* _About this exercise_: Start at the line with "filename src/config.rs" in the records below, stop at the line with "const DEFAULT_DEVICE: &str", and return every line in that span exactly, the two end lines included.

* _Exercise inputs_:
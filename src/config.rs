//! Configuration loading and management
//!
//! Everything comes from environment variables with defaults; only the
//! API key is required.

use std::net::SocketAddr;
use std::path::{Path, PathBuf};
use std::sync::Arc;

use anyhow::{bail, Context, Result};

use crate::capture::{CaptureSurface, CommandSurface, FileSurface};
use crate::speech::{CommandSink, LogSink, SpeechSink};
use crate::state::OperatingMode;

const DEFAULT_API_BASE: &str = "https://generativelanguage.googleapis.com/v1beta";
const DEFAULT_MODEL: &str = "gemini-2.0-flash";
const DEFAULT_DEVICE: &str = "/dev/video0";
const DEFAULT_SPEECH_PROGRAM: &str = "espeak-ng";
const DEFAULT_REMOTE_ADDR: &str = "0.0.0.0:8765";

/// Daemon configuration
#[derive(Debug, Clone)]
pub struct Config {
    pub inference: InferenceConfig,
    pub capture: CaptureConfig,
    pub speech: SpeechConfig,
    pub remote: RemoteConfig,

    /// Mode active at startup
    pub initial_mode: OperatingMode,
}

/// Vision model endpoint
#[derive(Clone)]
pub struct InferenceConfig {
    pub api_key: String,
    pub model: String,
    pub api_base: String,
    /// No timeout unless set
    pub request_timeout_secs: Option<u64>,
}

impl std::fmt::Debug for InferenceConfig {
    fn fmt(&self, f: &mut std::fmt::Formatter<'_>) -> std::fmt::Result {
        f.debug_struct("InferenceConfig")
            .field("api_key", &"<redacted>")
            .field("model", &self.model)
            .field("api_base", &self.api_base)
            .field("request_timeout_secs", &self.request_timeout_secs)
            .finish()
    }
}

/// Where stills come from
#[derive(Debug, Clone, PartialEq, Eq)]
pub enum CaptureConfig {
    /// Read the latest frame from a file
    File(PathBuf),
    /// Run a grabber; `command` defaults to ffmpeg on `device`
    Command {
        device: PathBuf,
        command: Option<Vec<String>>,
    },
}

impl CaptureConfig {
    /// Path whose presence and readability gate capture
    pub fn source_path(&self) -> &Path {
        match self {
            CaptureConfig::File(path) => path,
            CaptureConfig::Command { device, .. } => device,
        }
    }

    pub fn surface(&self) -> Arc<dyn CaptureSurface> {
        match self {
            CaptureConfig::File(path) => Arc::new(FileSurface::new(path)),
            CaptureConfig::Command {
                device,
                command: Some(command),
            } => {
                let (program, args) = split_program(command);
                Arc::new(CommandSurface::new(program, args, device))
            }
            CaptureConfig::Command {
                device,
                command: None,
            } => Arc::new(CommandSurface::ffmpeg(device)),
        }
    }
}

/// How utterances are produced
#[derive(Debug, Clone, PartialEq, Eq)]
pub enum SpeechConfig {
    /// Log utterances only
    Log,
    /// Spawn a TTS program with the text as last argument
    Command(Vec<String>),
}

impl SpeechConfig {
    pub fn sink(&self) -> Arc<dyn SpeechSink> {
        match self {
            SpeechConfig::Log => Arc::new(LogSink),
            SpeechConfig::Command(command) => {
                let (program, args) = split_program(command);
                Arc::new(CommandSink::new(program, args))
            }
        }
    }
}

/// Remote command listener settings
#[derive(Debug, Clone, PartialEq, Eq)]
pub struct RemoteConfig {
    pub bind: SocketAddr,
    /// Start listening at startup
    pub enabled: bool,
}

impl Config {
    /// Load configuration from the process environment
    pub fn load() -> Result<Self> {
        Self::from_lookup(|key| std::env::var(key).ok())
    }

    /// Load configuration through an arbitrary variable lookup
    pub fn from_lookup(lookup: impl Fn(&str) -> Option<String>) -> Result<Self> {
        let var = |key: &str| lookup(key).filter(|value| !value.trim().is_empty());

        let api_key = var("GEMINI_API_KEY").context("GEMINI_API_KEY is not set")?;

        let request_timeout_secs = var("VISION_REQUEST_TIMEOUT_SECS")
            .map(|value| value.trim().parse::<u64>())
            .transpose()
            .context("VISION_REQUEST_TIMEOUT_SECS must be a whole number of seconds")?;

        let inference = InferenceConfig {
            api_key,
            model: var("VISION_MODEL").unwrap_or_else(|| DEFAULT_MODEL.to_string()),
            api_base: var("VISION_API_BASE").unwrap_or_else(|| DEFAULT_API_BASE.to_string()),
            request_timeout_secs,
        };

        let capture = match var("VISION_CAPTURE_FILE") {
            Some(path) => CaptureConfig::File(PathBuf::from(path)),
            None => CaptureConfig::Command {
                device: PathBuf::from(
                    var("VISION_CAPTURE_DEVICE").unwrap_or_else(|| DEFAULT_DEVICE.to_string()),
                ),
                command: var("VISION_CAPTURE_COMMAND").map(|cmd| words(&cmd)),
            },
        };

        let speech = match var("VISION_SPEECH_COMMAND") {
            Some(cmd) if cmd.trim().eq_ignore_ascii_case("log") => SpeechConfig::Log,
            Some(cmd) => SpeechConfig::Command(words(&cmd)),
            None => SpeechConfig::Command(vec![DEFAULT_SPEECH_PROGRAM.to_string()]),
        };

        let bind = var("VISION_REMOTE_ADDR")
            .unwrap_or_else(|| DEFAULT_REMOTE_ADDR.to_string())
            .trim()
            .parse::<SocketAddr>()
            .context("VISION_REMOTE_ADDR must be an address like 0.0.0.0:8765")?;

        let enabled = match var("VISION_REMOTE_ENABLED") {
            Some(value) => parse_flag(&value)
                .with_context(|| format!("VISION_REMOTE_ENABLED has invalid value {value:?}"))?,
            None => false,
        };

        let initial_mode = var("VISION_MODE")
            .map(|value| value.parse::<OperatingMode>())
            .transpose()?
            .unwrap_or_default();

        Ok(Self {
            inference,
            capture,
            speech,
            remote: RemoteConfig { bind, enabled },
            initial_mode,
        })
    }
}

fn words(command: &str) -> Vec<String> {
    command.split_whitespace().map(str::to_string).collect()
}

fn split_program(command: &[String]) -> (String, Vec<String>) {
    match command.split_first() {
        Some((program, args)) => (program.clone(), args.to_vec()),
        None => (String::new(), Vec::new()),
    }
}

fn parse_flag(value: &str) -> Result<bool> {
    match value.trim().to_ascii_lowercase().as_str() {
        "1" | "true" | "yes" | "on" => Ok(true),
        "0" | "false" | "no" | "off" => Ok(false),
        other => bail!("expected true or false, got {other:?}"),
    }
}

...

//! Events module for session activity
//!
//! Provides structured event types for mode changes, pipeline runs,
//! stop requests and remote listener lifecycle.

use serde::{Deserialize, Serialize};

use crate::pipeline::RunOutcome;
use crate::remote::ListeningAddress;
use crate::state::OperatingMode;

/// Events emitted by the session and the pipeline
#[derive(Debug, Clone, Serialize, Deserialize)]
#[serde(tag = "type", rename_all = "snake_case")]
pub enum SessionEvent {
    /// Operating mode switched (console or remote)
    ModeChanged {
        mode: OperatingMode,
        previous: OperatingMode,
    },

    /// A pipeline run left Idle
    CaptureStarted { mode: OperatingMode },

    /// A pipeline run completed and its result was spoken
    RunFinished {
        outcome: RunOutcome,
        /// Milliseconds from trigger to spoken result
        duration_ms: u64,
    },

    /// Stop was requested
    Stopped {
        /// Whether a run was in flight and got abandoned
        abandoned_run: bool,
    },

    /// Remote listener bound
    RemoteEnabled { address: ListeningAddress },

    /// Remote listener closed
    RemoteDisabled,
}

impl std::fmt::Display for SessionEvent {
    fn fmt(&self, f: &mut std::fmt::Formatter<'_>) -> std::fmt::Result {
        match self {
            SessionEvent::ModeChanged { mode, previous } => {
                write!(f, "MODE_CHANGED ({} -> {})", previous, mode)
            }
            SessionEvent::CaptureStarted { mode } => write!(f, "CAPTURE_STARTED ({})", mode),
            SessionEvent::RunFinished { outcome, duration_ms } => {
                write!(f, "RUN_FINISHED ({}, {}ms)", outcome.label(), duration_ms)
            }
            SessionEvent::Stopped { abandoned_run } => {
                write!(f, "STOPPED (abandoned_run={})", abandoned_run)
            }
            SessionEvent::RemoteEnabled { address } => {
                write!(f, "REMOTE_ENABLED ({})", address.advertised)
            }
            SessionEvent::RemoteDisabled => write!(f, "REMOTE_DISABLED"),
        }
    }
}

* _Written solution_:
filename src/config.rs
//! Configuration loading and management
//!
//! Everything comes from environment variables with defaults; only the
//! API key is required.

use std::net::SocketAddr;
use std::path::{Path, PathBuf};
use std::sync::Arc;

use anyhow::{bail, Context, Result};

use crate::capture::{CaptureSurface, CommandSurface, FileSurface};
use crate::speech::{CommandSink, LogSink, SpeechSink};
use crate::state::OperatingMode;

const DEFAULT_API_BASE: &str = "https://generativelanguage.googleapis.com/v1beta";
const DEFAULT_MODEL: &str = "gemini-2.0-flash";
const DEFAULT_DEVICE: &str = "/dev/video0";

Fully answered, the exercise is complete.